Q, strQ = qubo_to_str_array(Q, n_assets)
print(f"Reconstructed Q:\n {Q}")
pauli, weights, offset = qubo_to_ising(Q)
print(f"Pauli matrices:\n{pauli}")
print(f"Weights:\n{weights}")
Quantum Approximate Optimisation Algorithm
The Quantum Approximate Optimisation Algorithm (QAOA) algorithm is a variational quantum algorithm that can be used in combinatorial optimisation problems. QAOA encodes the Hamiltonian function into the appropriate Quantum circuit. A single QAOA layer consists of two consecutive layers called the Hamiltonian layer and a mixer layer. The following Q# function is able to dynamically build the appropriate Quantum circuit given the ising equivalent of a QUBO formulation.

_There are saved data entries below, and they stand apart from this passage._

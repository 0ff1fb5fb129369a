//! End-to-end table behavior: growth, collision handling, deletion,
//! iteration, and allocation-pressure recovery.

use std::collections::HashMap;

use tern_core::{Config, Runtime, SystemAllocator, TableId, Value, VmError, str_hash};

fn rt() -> Runtime {
    Runtime::new(Config::default()).expect("runtime")
}

/// The collision invariant: every entry sitting outside its main position
/// exists only because the occupant of that main position owns it.
fn assert_collision_invariant(rt: &Runtime, t: TableId) {
    let tbl = &rt.g.heap.tables[t];
    let strings = &rt.g.heap.strings;
    for i in 0..tbl.hash_size() {
        let (key, _) = tbl.node_entry(i);
        if key.is_nil() || matches!(key, Value::DeadKey(_)) {
            continue;
        }
        let mp = tbl.main_position_of(strings, &key).expect("hash part");
        if mp != i {
            let (occupant, _) = tbl.node_entry(mp);
            assert!(!occupant.is_nil(), "disputed main position left empty");
            assert_eq!(
                tbl.main_position_of(strings, &occupant).unwrap(),
                mp,
                "occupant of a disputed main position must own it"
            );
        }
    }
}

fn iter_entries(rt: &Runtime, t: TableId) -> Vec<(Value, Value)> {
    let mut out = Vec::new();
    let mut key = Value::Nil;
    while let Some((k, v)) = rt.g.table_next(t, &key).expect("valid iteration key") {
        out.push((k, v));
        key = k;
    }
    out
}

#[test]
fn insert_grow_iterate() {
    // dense integer keys land in the array part, in order
    let mut rt = rt();
    let t = rt.g.new_table().unwrap();
    for i in 1..=16 {
        rt.g.table_set_int(t, i, Value::Number(i as f64)).unwrap();
    }
    assert_eq!(rt.g.table_len(t), 16);
    assert_eq!(rt.g.heap.tables[t].array_size(), 16);
    assert_eq!(rt.g.heap.tables[t].hash_size(), 0);

    let entries = iter_entries(&rt, t);
    assert_eq!(entries.len(), 16);
    for (i, (k, v)) in entries.iter().enumerate() {
        assert_eq!(k.as_number(), Some((i + 1) as f64));
        assert_eq!(v.as_number(), Some((i + 1) as f64));
    }
}

#[test]
fn sparse_integer_key_stays_in_hash() {
    let mut rt = rt();
    let t = rt.g.new_table().unwrap();
    let v = rt.g.new_string(b"x").unwrap();
    rt.g.table_set_int(t, 1_000_000, v).unwrap();
    assert_eq!(rt.g.heap.tables[t].array_size(), 0);
    assert_eq!(rt.g.heap.tables[t].hash_size(), 1);
    assert_eq!(
        rt.g.str_bytes(&rt.g.table_get_int(t, 1_000_000)),
        Some(&b"x"[..])
    );
    assert_eq!(rt.g.table_len(t), 0);
}

#[test]
fn colliding_string_chain_keeps_invariant() {
    let mut rt = rt();
    let seed = rt.g.seed;

    // find 8 short strings that share a main position at every table size
    // up to 64 nodes, computed from this runtime's actual seed
    let mut groups: HashMap<u32, Vec<String>> = HashMap::new();
    let mut chosen: Vec<String> = Vec::new();
    for i in 0..1_000_000 {
        let s = format!("c{i}");
        let bucket = str_hash(s.as_bytes(), seed) % 64;
        let group = groups.entry(bucket).or_default();
        group.push(s);
        if group.len() == 8 {
            chosen = group.clone();
            break;
        }
    }
    assert_eq!(chosen.len(), 8, "collision search exhausted");

    let t = rt.g.new_table().unwrap();
    for (i, s) in chosen.iter().enumerate() {
        let key = rt.g.new_string(s.as_bytes()).unwrap();
        rt.g.table_set(t, &key, Value::Number(i as f64)).unwrap();
        assert_collision_invariant(&rt, t);
    }
    // every key still resolves after all the displacement
    for (i, s) in chosen.iter().enumerate() {
        let key = rt.g.new_string(s.as_bytes()).unwrap();
        assert_eq!(rt.g.table_get(t, &key).as_number(), Some(i as f64));
    }
}

#[test]
fn delete_and_reinsert() {
    let mut rt = rt();
    let t = rt.g.new_table().unwrap();
    let a = rt.g.new_string(b"a").unwrap();
    let b = rt.g.new_string(b"b").unwrap();
    let c = rt.g.new_string(b"c").unwrap();
    rt.g.table_set(t, &a, Value::Number(1.0)).unwrap();
    rt.g.table_set(t, &b, Value::Number(2.0)).unwrap();
    rt.g.table_set(t, &c, Value::Number(3.0)).unwrap();

    rt.g.table_set(t, &b, Value::Nil).unwrap();
    assert!(rt.g.table_get(t, &b).is_nil());

    let keys: Vec<Vec<u8>> = iter_entries(&rt, t)
        .iter()
        .map(|(k, _)| rt.g.str_bytes(k).unwrap().to_vec())
        .collect();
    assert_eq!(keys.len(), 2);
    assert!(keys.contains(&b"a".to_vec()));
    assert!(keys.contains(&b"c".to_vec()));

    rt.g.table_set(t, &b, Value::Number(20.0)).unwrap();
    assert_eq!(rt.g.table_get(t, &b).as_number(), Some(20.0));
}

#[test]
fn rehash_under_allocation_pressure() {
    // an allocator that refuses to grow past a small budget
    let mut rt = Runtime::with_allocator(
        Box::new(SystemAllocator::new(64 * 1024)),
        Config::default(),
    )
    .expect("runtime fits the budget");
    let t = rt.g.new_table().unwrap();

    let mut inserted: i64 = 0;
    let failure = loop {
        match rt
            .g
            .table_set_int(t, inserted + 1, Value::Number(inserted as f64))
        {
            Ok(()) => inserted += 1,
            Err(e) => break e,
        }
        assert!(inserted < 1_000_000, "budget never exhausted");
    };
    assert!(matches!(failure, VmError::OutOfMemory));
    assert!(inserted > 0);
    // the emergency collection was attempted before giving up
    assert!(rt.g.gc.emergency_runs() > 0);

    // every previously inserted key is still there, exactly once
    for i in 1..=inserted {
        assert_eq!(
            rt.g.table_get_int(t, i).as_number(),
            Some((i - 1) as f64),
            "key {i} lost after failed growth"
        );
    }
    assert_eq!(iter_entries(&rt, t).len(), inserted as usize);
}

#[test]
fn array_density_after_rehash() {
    // after a rehash, at least half of the array part is populated
    let mut rt = rt();
    let t = rt.g.new_table().unwrap();
    for i in [1i64, 2, 3, 5, 9, 17, 33, 40, 41, 42] {
        rt.g.table_set_int(t, i, Value::Boolean(true)).unwrap();
    }
    let asize = rt.g.heap.tables[t].array_size();
    if asize > 0 {
        let live = (1..=asize as i64)
            .filter(|&i| !rt.g.table_get_int(t, i).is_nil())
            .count();
        assert!(
            live * 2 >= asize,
            "array part {asize} with only {live} live slots"
        );
    }
}

#[test]
fn iteration_visits_each_entry_once() {
    let mut rt = rt();
    let t = rt.g.new_table().unwrap();
    for i in 1..=40 {
        rt.g.table_set_int(t, i * 7, Value::Number(i as f64)).unwrap();
    }
    let mut seen = std::collections::HashSet::new();
    let mut key = Value::Nil;
    while let Some((k, _)) = rt.g.table_next(t, &key).unwrap() {
        let kk = k.as_number().unwrap() as i64;
        assert!(seen.insert(kk), "key {kk} visited twice");
        // updating existing keys mid-iteration is allowed
        rt.g.table_set(t, &k, Value::Number(-1.0)).unwrap();
        key = k;
    }
    assert_eq!(seen.len(), 40);
    for i in 1..=40i64 {
        assert_eq!(rt.g.table_get_int(t, i * 7).as_number(), Some(-1.0));
    }
}

#[test]
fn mixed_key_types_round_trip() {
    let mut rt = rt();
    let t = rt.g.new_table().unwrap();
    let s = rt.g.new_string(b"name").unwrap();
    let long = rt.g.new_string(&[b'y'; 100]).unwrap();
    let keys = [
        s,
        long,
        Value::Boolean(true),
        Value::Boolean(false),
        Value::Number(2.5),
        Value::LightUserdata(0x1000),
    ];
    for (i, k) in keys.iter().enumerate() {
        rt.g.table_set(t, k, Value::Number(i as f64)).unwrap();
    }
    for (i, k) in keys.iter().enumerate() {
        assert_eq!(rt.g.table_get(t, k).as_number(), Some(i as f64));
    }
    // a long string with equal content is an equal key
    let long2 = rt.g.new_string(&[b'y'; 100]).unwrap();
    assert_eq!(rt.g.table_get(t, &long2).as_number(), Some(1.0));
}

#[test]
fn accounting_balances_over_table_lifetime() {
    let mut rt = rt();
    let before = rt.g.mem.total_bytes();
    let t = rt.g.new_table().unwrap();
    for i in 1..=100 {
        rt.g.table_set_int(t, i, Value::Number(i as f64)).unwrap();
    }
    assert!(rt.g.mem.total_bytes() > before);
    rt.g.free_table(t);
    assert_eq!(rt.g.mem.total_bytes(), before);
    rt.close(); // teardown re-checks that the ledger drains completely
}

It can also be used to build stacked structures of the layer to generate deeper circuits:
operation QAOA(b:Double[], pauli:Double[][], w:Double[], n_layers:Int) : Result[] {
let n_qubits = Length(pauli[0]);
use quantum_register = Qubit[n_qubits];
// Apply Hadamard layer once
for i in 0..n_qubits - 1 {
H(quantum_register[i]);
}
// Apply Hc-Hm n_layers deep
for l in 0..n_layers - 1 {
// Apply Hamiltonian cost
for j in 0..Length(pauli) - 1 {
let current_pauli_term = pauli[j];
mutable ix_ones = [0, size= n_qubits];
mutable ix = 0;
for k in 0..Length(current_pauli_term) - 1 {
if current_pauli_term[k] == 1.0 {
set ix_ones = ( ix_ones w/ ix <- k) ;
set ix += 1;
}
}
if ix == 1 {
R(PauliZ, 2.0 * b[l] * w[j], quantum_register[j]);
}
elif ix == 2 {
Rzz(2.0 * b[l] * w[j], quantum_register[ix_ones[0]], quantum_register[ix_ones[1]]);
}
}
// Apply Hamiltonian mixer
for i in 0..n_qubits - 1 {
R(PauliX, 2.0 * b[l], quantum_register[i]);
}
}
DumpRegister(quantum_register);
let result = MResetEachZ(quantum_register);
return result;
}
We next initiate the integration with Q# and execute the QAOA function that generates the circuit and passes that to the Microsoft quantum simulator:
qsharp.init(project_root='./Quantum/')
layer_parameters = "[0.25, 0.35]"
eval_fn = f"QAOA.QAOA({layer_parameters}, {pauli} , {weights}, 2)"
print(eval_fn)
print(qsharp.eval(eval_fn));
The execution of the function renders the following results:
We can see the solution vector resulting from the quantum simulation is [1, 0, 0, 1, 1]. Those, given the small financial dataset provided, would be stocks MSFT.O, NVDA.O and GOOGL.O, we should also mention that this algorithm explores only the binary participation of stocks within a portfolio.
Future work
Future work could include closing the loop from quantum to classical by adding an optimisation layer of the quantum results, a new Q# function able to build a Monte Carlo Quantum circuit that can be used to perform a full Quantum portfolio optimisation with continuous weighting. Such an attempt could potentially surface how we could better explore the data space, resulting in more granular solutions.
Conclusions
In this article, we have explored the translation of a simple classical financial use-case, that of the binary portfolio selection, to its Quantum computing equivalent. The key takeaway is that there exists a mathematical connection between the classical quantum space that allows us to move our calculations from one space to the other. We have also explored the possibility of streamlining an automated process building a quantum circuit from parameters resulting from a problem formulation within the classical space.